Superfund Research Program

Oxidative Stress and PCB Exposure in Mammalian Cells

Project Leader: Prabhat C. Goswami
Co-Investigators: Douglas R. Spitz, Frederick E. Domann
Grant Number: P42ES013661
Funding Period: 2006 - 2015

Project-Specific Links

Final Progress Reports

Year:   2014  2009 

The research objective for the Oxidative Stress and PCB Exposure in Mammalian Cells project is to determine if oxidative stress regulates polychlorinated biphenyl (PCB)-induced perturbations in cellular proliferation and cytotoxicty in in vitro cultures of human mammary and prostate epithelial cells. Electron paramagnetic resonance spectroscopy measurements of MCF-10A human mammary epithelial cells incubated with 2-(4-chlorophenyl)benzo-1,4-quinone (4-Cl-BQ), a metabolite of PCB-3, demonstrated the formation of a semiquinone radical, suggesting that redox-cycling of 4-Cl-BQ can induce oxidative stress. In addition PCB-induced oxidative stress was associated with an increase in the frequency of micronuclei and phosphorylated histone H2AX, both markers of DNA damage. Treatment of cells with catalase blunted the PCB-induced increase in micronuclei frequency and H2AX phosphorylation. These results were consistent with a significant PCB-induced inhibition in cell proliferation and an increase in clonogenic cell killing being mediated by metabolic production of hydrogen peroxide.

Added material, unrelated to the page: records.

//! Error taxonomy shared by the generation core.

use thiserror::Error;

/// Errors raised by sampling, tessellation, composition and noise synthesis.
///
/// A cell left without a nearby seed during tessellation is not an error: it
/// is counted in the pass report and logged.
#[derive(Error, Debug, Clone, PartialEq)]
pub enum GenerationError {
    #[error("Invalid configuration: {0}")]
    Configuration(String),
    #[error("Cannot allocate {what} with {cells} cells")]
    ResourceExhaustion { what: &'static str, cells: usize },
}

impl GenerationError {
    pub(crate) fn config(msg: impl Into<String>) -> Self {
        GenerationError::Configuration(msg.into())
    }
}

/// Allocates a vector of `len` copies of `value`, reporting allocation
/// failure instead of aborting.
pub(crate) fn try_filled_vec<T: Clone>(
    what: &'static str,
    len: usize,
    value: T,
) -> Result<Vec<T>, GenerationError> {
    let mut out = Vec::new();
    out.try_reserve_exact(len)
        .map_err(|_| GenerationError::ResourceExhaustion { what, cells: len })?;
    out.resize(len, value);
    Ok(out)
}
//! Background acceleration grid for Poisson-disk sampling.

use std::f64::consts::SQRT_2;

use glam::IVec2;

use crate::error::{try_filled_vec, GenerationError};

/// An accepted sample. `order` is its index in acceptance order.
#[derive(Debug, Clone, Copy, PartialEq, Eq)]
pub struct Sample {
    pub position: IVec2,
    pub order: usize,
}

/// Square grid of side `r / √2` over a bounded domain.
///
/// Two points inside one cell are always closer than `r`, so a grid filled
/// through the minimum-distance rule never stores more than one sample per
/// cell. [`insert`](Self::insert) refuses occupied cells outright.
#[derive(Debug, Clone)]
pub struct BackgroundGrid {
    bounds: IVec2,
    min_distance: f32,
    cell_inverse: f64,
    columns: i32,
    rows: i32,
    cells: Vec<Option<u32>>,
    samples: Vec<Sample>,
}

impl BackgroundGrid {
    /// Creates an empty grid over `[0, bounds.x) × [0, bounds.y)`.
    pub fn new(bounds: IVec2, min_distance: f32) -> Result<Self, GenerationError> {
        if !min_distance.is_finite() || min_distance <= 0.0 {
            return Err(GenerationError::config(format!(
                "minimum sample distance must be positive, got {min_distance}"
            )));
        }
        if bounds.x <= 0 || bounds.y <= 0 {
            return Err(GenerationError::config(format!(
                "sampling domain must be positive, got {}x{}",
                bounds.x, bounds.y
            )));
        }

        let cell_inverse = SQRT_2 / min_distance as f64;
        let columns = (bounds.x as f64 * cell_inverse).ceil().max(1.0);
        let rows = (bounds.y as f64 * cell_inverse).ceil().max(1.0);
        let len = columns * rows;
        if len >= usize::MAX as f64 || columns > i32::MAX as f64 || rows > i32::MAX as f64 {
            return Err(GenerationError::ResourceExhaustion {
                what: "background grid",
                cells: usize::MAX,
            });
        }
        let cells = try_filled_vec("background grid", len as usize, None)?;

        Ok(Self {
            bounds,
            min_distance,
            cell_inverse,
            columns: columns as i32,
            rows: rows as i32,
            cells,
            samples: Vec::new(),
        })
    }

    pub fn bounds(&self) -> IVec2 {
        self.bounds
    }

    pub fn min_distance(&self) -> f32 {
        self.min_distance
    }

    /// Side length of one grid cell.
    pub fn cell_size(&self) -> f64 {
        1.0 / self.cell_inverse
    }

    /// Number of grid cells per axis.
    pub fn dimensions(&self) -> IVec2 {
        IVec2::new(self.columns, self.rows)
    }

    /// Grid cell containing a domain point.
    pub fn cell_of(&self, p: IVec2) -> IVec2 {
        let gx = (p.x as f64 * self.cell_inverse).floor() as i32;
        let gy = (p.y as f64 * self.cell_inverse).floor() as i32;
        IVec2::new(gx.clamp(0, self.columns - 1), gy.clamp(0, self.rows - 1))
    }

    fn slot(&self, c: IVec2) -> Option<usize> {
        if c.x < 0 || c.y < 0 || c.x >= self.columns || c.y >= self.rows {
            return None;
        }
        Some(c.y as usize * self.columns as usize + c.x as usize)
    }

    /// Sample stored in grid cell `c`, if any. Out-of-range cells are empty.
    pub fn sample_in_cell(&self, c: IVec2) -> Option<&Sample> {
        let slot = self.slot(c)?;
        self.cells[slot].map(|i| &self.samples[i as usize])
    }

    /// Stores a sample and returns its acceptance order, or `None` when the
    /// point lies outside the domain or its cell is already occupied.
    pub fn insert(&mut self, p: IVec2) -> Option<usize> {
        if p.x < 0 || p.y < 0 || p.x >= self.bounds.x || p.y >= self.bounds.y {
            return None;
        }
        let slot = self.slot(self.cell_of(p))?;
        if self.cells[slot].is_some() {
            return None;
        }
        let order = self.samples.len();
        self.cells[slot] = Some(order as u32);
        self.samples.push(Sample { position: p, order });
        Some(order)
    }

    /// Samples within `reach` grid cells of the cell containing `p`.
    ///
    /// Iteration runs over x offsets in the outer loop and y offsets in the
    /// inner loop; callers that break ties by first match rely on this order.
    pub fn neighbors(&self, p: IVec2, reach: i32) -> impl Iterator<Item = &Sample> + '_ {
        let c = self.cell_of(p);
        (-reach..=reach)
            .flat_map(move |dx| (-reach..=reach).map(move |dy| c + IVec2::new(dx, dy)))
            .filter_map(move |n| self.sample_in_cell(n))
    }

    /// True when no stored sample within `reach` cells is closer than the
    /// minimum distance.
    pub fn is_far_from_neighbors(&self, p: IVec2, reach: i32) -> bool {
        let r2 = self.min_distance as f64 * self.min_distance as f64;
        self.neighbors(p, reach)
            .all(|q| distance_squared(q.position, p) as f64 >= r2)
    }

    /// Accepted samples in acceptance order.
    pub fn samples(&self) -> &[Sample] {
        &self.samples
    }

    pub fn len(&self) -> usize {
        self.samples.len()
    }

    pub fn is_empty(&self) -> bool {
        self.samples.is_empty()
    }

    /// Number of occupied grid cells.
    pub fn occupied_cells(&self) -> usize {
        self.cells.iter().filter(|c| c.is_some()).count()
    }
}

/// Exact squared distance between integer points.
#[inline]
pub(crate) fn distance_squared(a: IVec2, b: IVec2) -> i64 {
    let dx = (a.x - b.x) as i64;
    let dy = (a.y - b.y) as i64;
    dx * dx + dy * dy
}
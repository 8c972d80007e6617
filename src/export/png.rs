//! Shared PNG encoding for biome maps and chunk images.

use std::fs::File;
use std::io::BufWriter;
use std::path::Path;

use image::codecs::png::{CompressionType, FilterType, PngEncoder};
use image::{ImageBuffer, ImageEncoder, Luma, Rgb};
use thiserror::Error;

use crate::terrain::Surface;

/// Errors that can occur during export.
#[derive(Error, Debug)]
pub enum ExportError {
    #[error("IO error: {0}")]
    Io(#[from] std::io::Error),
    #[error("Image encoding error: {0}")]
    Image(#[from] image::ImageError),
}

/// Options for PNG export.
#[derive(Debug, Clone, Copy)]
pub struct PngExportOptions {
    /// PNG compression type.
    pub compression: CompressionType,
    /// PNG filter type.
    pub filter: FilterType,
}

impl Default for PngExportOptions {
    fn default() -> Self {
        Self {
            compression: CompressionType::Default,
            filter: FilterType::Adaptive,
        }
    }
}

impl PngExportOptions {
    /// Fast compression, for bulk chunk output.
    pub fn fast() -> Self {
        Self {
            compression: CompressionType::Fast,
            filter: FilterType::NoFilter,
        }
    }
}

/// Renders a surface as RGB, each cell mapped through `color`.
pub(crate) fn render_rgb<F>(surface: &Surface, mut color: F) -> ImageBuffer<Rgb<u8>, Vec<u8>>
where
    F: FnMut(&crate::terrain::Cell) -> [u8; 3],
{
    let width = surface.width();
    let mut img: ImageBuffer<Rgb<u8>, Vec<u8>> = ImageBuffer::new(width, surface.height());
    for (i, cell) in surface.cells().iter().enumerate() {
        let x = (i % width as usize) as u32;
        let y = (i / width as usize) as u32;
        img.put_pixel(x, y, Rgb(color(cell)));
    }
    img
}

/// Renders the detail channel as 16-bit grayscale.
pub(crate) fn render_value_l16(surface: &Surface) -> ImageBuffer<Luma<u16>, Vec<u16>> {
    let width = surface.width();
    let mut img: ImageBuffer<Luma<u16>, Vec<u16>> = ImageBuffer::new(width, surface.height());
    for (i, cell) in surface.cells().iter().enumerate() {
        let x = (i % width as usize) as u32;
        let y = (i / width as usize) as u32;
        let value = (cell.value.clamp(0.0, 1.0) * 65535.0) as u16;
        img.put_pixel(x, y, Luma([value]));
    }
    img
}

pub(crate) fn write_rgb(
    img: &ImageBuffer<Rgb<u8>, Vec<u8>>,
    path: &Path,
    options: &PngExportOptions,
) -> Result<(), ExportError> {
    let file = File::create(path)?;
    let writer = BufWriter::new(file);
    let encoder = PngEncoder::new_with_quality(writer, options.compression, options.filter);
    encoder.write_image(
        img.as_raw(),
        img.width(),
        img.height(),
        image::ExtendedColorType::Rgb8,
    )?;
    Ok(())
}

pub(crate) fn write_l16(
    img: &ImageBuffer<Luma<u16>, Vec<u16>>,
    path: &Path,
    options: &PngExportOptions,
) -> Result<(), ExportError> {
    let file = File::create(path)?;
    let writer = BufWriter::new(file);
    let encoder = PngEncoder::new_with_quality(writer, options.compression, options.filter);

    // Convert u16 slice to bytes for the encoder
    let byte_slice: &[u8] = bytemuck::cast_slice(img.as_raw());
    encoder.write_image(
        byte_slice,
        img.width(),
        img.height(),
        image::ExtendedColorType::L16,
    )?;
    Ok(())
}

Additional studies showed that exponentially growing asynchronous cultures of human MCF-10A breast and RWPE-1 prostate epithelial cells incubated with daily replenishment of media containing three micro-molar of PCBs (Aroclor 1254, PCB-153, and 4-Cl-BQ) for five days demonstrated increased steady-state levels of intracellular reactive oxygen species (ROS; superoxide and hydrogen peroxide). Microscopic evaluations indicated that PCB-induced superoxide was of mitochondrial origin. Furthermore, cells incubated with 4-Cl-BQ exhibited a significant increase in Mn-superoxide dismutase activity in MCF-10A cells, while RWPE-1 cells showed an increase in CuZn-superoxide dismutase activity. The increase in the superoxide levels may have stimulated the activity of superoxide dismutase to cope with the oxidative stress. Finally, treatment with a thiol antioxidant (N-acetyl-L-cysteine) or antioxidant enzymes (pegylated-CuZnSOD+catalase) following PCB exposure inhibited the toxicity of PCBs, supporting the hypothesis that oxidative stress was causally related to PCB-induced cytotoxicity and could be mitigated using antioxidants following exposure.

Overall results from this project suggest that cellular ROS can be a significant factor in PCB-induced cytotoxicity and that application of antioxidants after PCB exposure could be a viable redox-based countermeasure for PCB-exposed individuals.